Janeth Catalina Manjarrez González

PhD student



Project title: A molecular study of mechanisms that drive aneuploidy in cancers

Summary: Aneuploidy and multinucleation are two key hallmarks of most aggressive cancers, and they could arise from errors in the process of chromosome segregation. To ensure the accurate segregation of chromosomes, chromosomes must be properly attached to microtubules during mitosis and meiosis. Chromosome-microtubule attachment is mediated by a multiprotein macromolecular structure, the Kinetochore. Human kinetochores are composed of more than 100 distinct proteins. Among them are two large evolutionarily conserved protein networks: constitutive centromere-associated network (CCAN) and KMN network. The networks ensure proper kinetochore assembly and kinetochore-microtubule interaction, and subsequently the accurate segregation of chromosomes. My project aims to explore how human cells tolerate normally occurring loss of function genomic variants in CCAN and KMN network proteins and their interactors.

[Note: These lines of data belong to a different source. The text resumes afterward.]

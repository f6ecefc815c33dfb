// SPDX-License-Identifier: MPL-2.0
//! Demo application wiring a [`ToastQueue`] to the Iced runtime.
//!
//! The window offers one button per severity. Each press enqueues a toast;
//! the region in the configured corner shows the visible set, and a periodic
//! tick closes toasts whose timer expired.

mod message;
mod subscription;

pub use message::{Flags, Message};

use crate::config::{self, paths, Config};
use crate::queue::{Clock, SystemClock, ToastQueue};
use crate::ui::design_tokens::{sizing, spacing, typography};
use crate::ui::notifications::{self, Severity, Toast, ToastContent};
use iced::widget::{button, Column, Container, Row, Stack, Text};
use iced::{window, Element, Length, Subscription, Task, Theme};
use std::cell::{Cell, RefCell};
use std::rc::Rc;

/// Root Iced state.
pub struct App {
    queue: ToastQueue<ToastContent>,
    config: Config,
    /// Number of toasts enqueued from the buttons, used to number titles.
    enqueued: u32,
    /// Visible-set notifications received by the region subscriber.
    region_updates: Rc<Cell<u64>>,
}

/// Entry point used by `main.rs` to launch the Iced application loop.
pub fn run(flags: Flags) -> iced::Result {
    // iced requires a `Fn` boot closure; flags are consumed on the first call
    let boot_state = RefCell::new(Some(flags));
    let boot = move || {
        let flags = boot_state.borrow_mut().take().unwrap_or_default();
        App::new(flags)
    };

    iced::application(boot, App::update, App::view)
        .title(App::title)
        .theme(App::theme)
        .window(window::Settings {
            size: iced::Size::new(sizing::WINDOW_WIDTH, sizing::WINDOW_HEIGHT),
            ..window::Settings::default()
        })
        .subscription(App::subscription)
        .run()
}

/// Applies CLI overrides on top of the loaded settings.
fn apply_flags(config: &mut Config, flags: &Flags) {
    if let Some(max_visible) = flags.max_visible {
        config.queue.max_visible_toasts = Some(max_visible);
    }
    if let Some(timeout_ms) = flags.timeout_ms {
        config.queue.default_timeout_ms = Some(timeout_ms);
    }
}

impl App {
    /// Loads settings, applies flags and builds the queue.
    fn new(flags: Flags) -> (Self, Task<Message>) {
        if !paths::init_cli_override(flags.config_dir.clone()) {
            tracing::debug!(
                ignored = ?flags.config_dir,
                "config dir override already recorded, keeping the first"
            );
        }
        let (mut config, warning) = config::load();
        apply_flags(&mut config, &flags);

        let mut app = Self::with_clock(config, Rc::new(SystemClock));
        if let Some(warning) = warning {
            app.enqueue(ToastContent::warning("Settings not loaded", warning));
        }
        (app, Task::none())
    }

    /// Builds the application around a queue driven by `clock`.
    pub fn with_clock(config: Config, clock: Rc<dyn Clock>) -> Self {
        let mut queue = ToastQueue::with_clock(config.queue_options(), clock);

        let region_updates = Rc::new(Cell::new(0));
        let counter = Rc::clone(&region_updates);
        queue.subscribe(move |visible: &[crate::queue::Toast<ToastContent>]| {
            counter.set(counter.get() + 1);
            tracing::info!(visible = visible.len(), "toast region updated");
        });

        tracing::debug!(
            max_visible = queue.max_visible_toasts(),
            position = ?config.position(),
            "toast queue ready"
        );

        Self {
            queue,
            config,
            enqueued: 0,
            region_updates,
        }
    }

    #[must_use]
    pub fn queue(&self) -> &ToastQueue<ToastContent> {
        &self.queue
    }

    #[must_use]
    pub fn region_updates(&self) -> u64 {
        self.region_updates.get()
    }

    fn enqueue(&mut self, content: ToastContent) {
        let options = content.severity.toast_options(&self.config);
        self.queue.add(content, options);
    }

    fn sample_content(&self, severity: Severity) -> ToastContent {
        let n = self.enqueued;
        match severity {
            Severity::Success => ToastContent::success(
                format!("Saved #{n}"),
                "Your changes have been stored.",
            ),
            Severity::Info => ToastContent::info(
                format!("Heads up #{n}"),
                "A new version of this page is available.",
            ),
            Severity::Warning => ToastContent::warning(
                format!("Low space #{n}"),
                "Less than 10% of storage remains.",
            ),
            Severity::Error => ToastContent::error(
                format!("Upload failed #{n}"),
                "The server rejected the file. Close this toast to dismiss it.",
            ),
        }
    }

    fn title(&self) -> String {
        match self.queue.len() {
            0 => "Iced Toasts".to_string(),
            n => format!("Iced Toasts ({n})"),
        }
    }

    fn theme(&self) -> Theme {
        Theme::Dark
    }

    fn subscription(&self) -> Subscription<Message> {
        subscription::create_tick_subscription(self.queue.next_deadline().is_some())
    }

    pub fn update(&mut self, message: Message) -> Task<Message> {
        match message {
            Message::Enqueue(severity) => {
                self.enqueued += 1;
                let content = self.sample_content(severity);
                self.enqueue(content);
            }
            Message::ClearAll => self.queue.clear(),
            Message::Toast(toast_message) => notifications::update(&mut self.queue, &toast_message),
            Message::Tick(_) => {
                let expired = self.queue.tick();
                if !expired.is_empty() {
                    tracing::debug!(count = expired.len(), "toasts expired");
                }
            }
        }
        Task::none()
    }

    fn view(&self) -> Element<'_, Message> {
        let heading = Text::new("Toast queue").size(typography::TITLE_MD);

        let severity_button = |label: &'static str, severity: Severity| {
            button(Text::new(label).size(typography::BODY))
                .on_press(Message::Enqueue(severity))
                .padding(spacing::XS)
        };
        let buttons = Row::new()
            .spacing(spacing::XS)
            .push(severity_button("Success", Severity::Success))
            .push(severity_button("Info", Severity::Info))
            .push(severity_button("Warning", Severity::Warning))
            .push(severity_button("Error", Severity::Error))
            .push(
                button(Text::new("Clear all").size(typography::BODY))
                    .on_press(Message::ClearAll)
                    .padding(spacing::XS)
                    .style(button::secondary),
            );

        let status = Text::new(format!(
            "{} visible, {} pending, max {} - {} region updates",
            self.queue.visible_count(),
            self.queue.pending_count(),
            self.queue.max_visible_toasts(),
            self.region_updates(),
        ))
        .size(typography::BODY);

        let controls = Container::new(
            Column::new()
                .spacing(spacing::MD)
                .push(heading)
                .push(buttons)
                .push(status),
        )
        .width(Length::Fill)
        .height(Length::Fill)
        .padding(spacing::LG);

        let region = Toast::view_region(self.queue.visible_toasts(), self.config.position())
            .map(Message::Toast);

        Stack::new().push(controls).push(region).into()
    }
}

#[cfg(test)]
mod tests {
    use super::*;
    use crate::config::QueueConfig;
    use crate::queue::ManualClock;
    use std::time::Duration;

    fn app_with(max_visible: usize) -> (App, ManualClock) {
        let clock = ManualClock::new();
        let config = Config {
            queue: QueueConfig {
                max_visible_toasts: Some(max_visible),
                ..QueueConfig::default()
            },
            ..Config::default()
        };
        (App::with_clock(config, Rc::new(clock.clone())), clock)
    }

    #[test]
    fn enqueue_adds_toast_and_notifies_region() {
        let (mut app, _) = app_with(2);
        let _ = app.update(Message::Enqueue(Severity::Success));

        assert_eq!(app.queue().visible_count(), 1);
        assert_eq!(app.region_updates(), 1);
        assert_eq!(app.title(), "Iced Toasts (1)");
    }

    #[test]
    fn overflowing_toasts_wait_in_pending() {
        let (mut app, _) = app_with(2);
        for _ in 0..3 {
            let _ = app.update(Message::Enqueue(Severity::Info));
        }

        assert_eq!(app.queue().visible_count(), 2);
        assert_eq!(app.queue().pending_count(), 1);
    }

    #[test]
    fn close_message_promotes_pending_toast() {
        let (mut app, _) = app_with(1);
        let _ = app.update(Message::Enqueue(Severity::Error));
        let _ = app.update(Message::Enqueue(Severity::Error));
        let first = app.queue().visible_toasts()[0].key();

        let _ = app.update(Message::Toast(notifications::Message::Close(first)));

        assert_eq!(app.queue().visible_count(), 1);
        assert_eq!(app.queue().pending_count(), 0);
        assert_ne!(app.queue().visible_toasts()[0].key(), first);
    }

    #[test]
    fn tick_expires_non_error_toasts_only() {
        let (mut app, clock) = app_with(5);
        let _ = app.update(Message::Enqueue(Severity::Success));
        let _ = app.update(Message::Enqueue(Severity::Error));

        clock.advance(Duration::from_millis(config::DEFAULT_TOAST_TIMEOUT_MS));
        let _ = app.update(Message::Tick(clock.now()));

        assert_eq!(app.queue().len(), 1);
        assert_eq!(
            app.queue().visible_toasts()[0].content().severity,
            Severity::Error
        );
    }

    #[test]
    fn clear_all_empties_queue() {
        let (mut app, _) = app_with(1);
        let _ = app.update(Message::Enqueue(Severity::Warning));
        let _ = app.update(Message::Enqueue(Severity::Warning));
        let _ = app.update(Message::ClearAll);

        assert!(app.queue().is_empty());
        assert_eq!(app.title(), "Iced Toasts");
    }

    #[test]
    fn flags_override_config() {
        let mut config = Config::default();
        let flags = Flags {
            max_visible: Some(2),
            timeout_ms: Some(8_000),
            ..Flags::default()
        };
        apply_flags(&mut config, &flags);

        assert_eq!(config.queue_options().max_visible_toasts, 2);
        assert_eq!(
            config.default_toast_options().timeout,
            Some(Duration::from_secs(8))
        );
    }
}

Using bioinformatic tools, I will identify loss of function variants in CENP-C and SKA complex interactors in gnomAD and cancer databases. Using cell biology methods, I will investigate the extent to which the variants can promote chromosome missegregation and multinucleation associated DNA Damage (MADD). The research is expected to provide insight into the molecular cause and cellular impact of multinucleation and aneuploidy observed in cancer tissues.